Mamquam Mountain

Mamquam Mountain is in the far distance, with Spire Peak at centre. Photo taken from Parapet Peak.

The powder skiing hasn’t been very good this January. Whistler recorded only 117cm last month, which sets it as the second driest January in the last ten years. This beats the measly 42cm in January 2005, the year I started skiing. No wonder I never learnt how to ski that season.

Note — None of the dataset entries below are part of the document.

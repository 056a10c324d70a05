//! # intelligence
//!
//! The AI mentor boundary. Everything the LLM says is untrusted text:
//!
//! ```text
//! ask_for_commentary(situation) → String        (fallback on failure)
//! propose_trade(context)        → TradeProposal → TradeCommand → Ledger::execute
//! generate_lesson(topic)        → Lesson        → LessonCursor (step by step)
//! ```
//!
//! Rate-limit / unavailable signals are retried inside the provider
//! ([`retry::with_retry`]); anything else fails the call at once.

pub mod client;
pub mod lesson;
pub mod parse;
pub mod prompt;
pub mod retry;

use async_trait::async_trait;
use serde::{Deserialize, Serialize};
use thiserror::Error;
use tracing::warn;

use crate::models::TradeCommand;

pub use client::{HttpProvider, ProviderConfig, ProviderKind};
pub use lesson::{LessonCursor, LessonProgress};

/// Shown instead of commentary when the provider gives up.
pub const COMMENTARY_FALLBACK: &str =
    "[MENTOR OFFLINE] Uplink cooling down. No commentary for this trade.";

// ─── Errors ───────────────────────────────────────────────────────────────────

#[derive(Debug, Error)]
pub enum ProviderError {
    /// HTTP 429 or a quota / RESOURCE_EXHAUSTED body.
    #[error("rate limited: {0}")]
    RateLimited(String),

    /// HTTP 502 / 503 / 529.
    #[error("provider unavailable: {0}")]
    Unavailable(String),

    /// No API key configured. Returned without any network I/O.
    #[error("intelligence provider not configured (AI_API_KEY missing)")]
    NotConfigured,

    #[error("malformed provider response: {0}")]
    Malformed(String),

    #[error("transport error: {0}")]
    Transport(String),

    #[error("provider API error {status}: {body}")]
    Api { status: u16, body: String },
}

impl ProviderError {
    /// Only throttling and temporary outages are worth another attempt.
    pub fn is_retryable(&self) -> bool {
        matches!(self, ProviderError::RateLimited(_) | ProviderError::Unavailable(_))
    }
}

// ─── Boundary types ───────────────────────────────────────────────────────────

/// What the mentor sees when asked to act on a practice command.
#[derive(Debug, Clone, Serialize)]
pub struct TradeContext {
    pub command:  String,
    pub strategy: Option<String>,
    pub symbol:   String,
    pub ticker:   String,
    pub price:    f64,
    pub equity:   f64,
}

#[derive(Debug, Clone, Copy, PartialEq, Eq, Serialize, Deserialize)]
#[serde(rename_all = "SCREAMING_SNAKE_CASE")]
pub enum ProposalKind {
    Buy,
    Sell,
    Close,
    None,
}

/// A trade suggested by the provider. Converted to a [`TradeCommand`] and
/// validated by the ledger like any manual command.
#[derive(Debug, Clone, PartialEq, Serialize)]
pub struct TradeProposal {
    pub kind:     ProposalKind,
    pub symbol:   String,
    pub quantity: f64,
    /// Free-text terminal reply that came with the proposal.
    pub note:     Option<String>,
}

impl TradeProposal {
    /// `None` for a NONE proposal.
    pub fn to_command(&self) -> Option<TradeCommand> {
        match self.kind {
            ProposalKind::Buy   => Some(TradeCommand::open_long(&self.symbol, self.quantity)),
            ProposalKind::Sell  => Some(TradeCommand::open_short(&self.symbol, self.quantity)),
            ProposalKind::Close => Some(TradeCommand::close(&self.symbol, self.quantity)),
            ProposalKind::None  => None,
        }
    }
}

#[derive(Debug, Clone, PartialEq, Serialize, Deserialize)]
pub struct LessonStep {
    #[serde(alias = "boardNotes")]
    pub display_notes:  String,
    #[serde(alias = "speechText")]
    pub narration_text: String,
}

#[derive(Debug, Clone, PartialEq, Serialize, Deserialize)]
pub struct Lesson {
    pub topic: String,
    pub steps: Vec<LessonStep>,
}

// ─── Provider trait ───────────────────────────────────────────────────────────

#[async_trait]
pub trait IntelligenceProvider: Send + Sync {
    /// Short label for logs and the health endpoint.
    fn name(&self) -> String;

    async fn ask_for_commentary(&self, situation: &str) -> Result<String, ProviderError>;

    /// `Ok(None)` = the provider chose not to trade.
    async fn propose_trade(&self, context: &TradeContext) -> Result<Option<TradeProposal>, ProviderError>;

    async fn generate_lesson(&self, topic: &str) -> Result<Lesson, ProviderError>;
}

// ─── Mentor (fallback policy) ─────────────────────────────────────────────────

/// Commentary text plus whether it is the offline fallback.
#[derive(Debug, Clone, PartialEq, Serialize)]
pub struct Commentary {
    pub text:     String,
    pub fallback: bool,
}

/// Commentary never fails: a provider error degrades to
/// [`COMMENTARY_FALLBACK`].
pub async fn commentary_or_fallback(provider: &dyn IntelligenceProvider, situation: &str) -> Commentary {
    match provider.ask_for_commentary(situation).await {
        Ok(text) => Commentary { text, fallback: false },
        Err(e) => {
            warn!(provider = %provider.name(), error = %e, "🧠 [MENTOR] Commentary failed, using fallback");
            Commentary { text: COMMENTARY_FALLBACK.to_string(), fallback: true }
        }
    }
}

On the other hand, with good stability and clear weather, there have been some great opportunities this month to explore new areas. The highlight of the month was a fantastic daytrip to Mamquam Mountain, part of a group of isolated summits at the south end of the Mamquam Icefield. It’s one of those peaks that you can see from everywhere, especially Squamish. There’s two common approaches – the longer but more aesthetic approach from Elfin via Mamquam Lakes, and the shorter approach from the Skookum Creek roads off the Mamquam River.  In the Fairley guide, he writes that “a surprising number of parties routinely fail to climb the summit.” Pete had tried to climb Mamquam twice before, with one trip in early July where he was stopped by horrible slide alder on the Skookum road. But by going in winter, all that pesky alder was covered with snow. 
With the current construction of the Skookum IPP, I thought there was a good chance the Skookum roads would be plowed far enough to make a daytrip viable.  We left Vancouver at 5:30am, early enough that if we couldn’t drove up the right roads, we would still have time to ski elsewhere. We turned off the highway at the ever familar Apron parking lot and continued for 12kms up the Mamquam River road and then turned off onto the Skookum roads. We drove through the active construction site and looked for the correct branch. Unfortunately, only the lower branch of the Skookum S Line was plowed. So we parked at the junction with the upper branch, at roughly 800m, at 1km on the S Line. I recommend contacting the Skookum office in advance to gain access onto the site. 
We skied up the flat logging road, watching the sunrise over the Garibaldi massif to the west. It was great to get a different view of some familiar areas. I was a little tired from a daytrip up Rainbow Mountain the day before, so I tried my best to keep up with Pete as we slogged up five kilometres of logging roads. There are a few junctions here, so make sure you take the correct ones! My Saturday night was spent staring at Google Earth, noting which junctions to take. We left the S-Line and continued up an old cutblock, and crossed Paranoid Creek on some snow pillows. The route then climbs to the northeast up 600m of steep open forest to gain the ridge above Darling Lake. Travel was fast here, with firm snow underneath, allowing us to make quick switchbacks to the top. 
Early morning on the Skookum Creek road. Alpenglow on Atwell.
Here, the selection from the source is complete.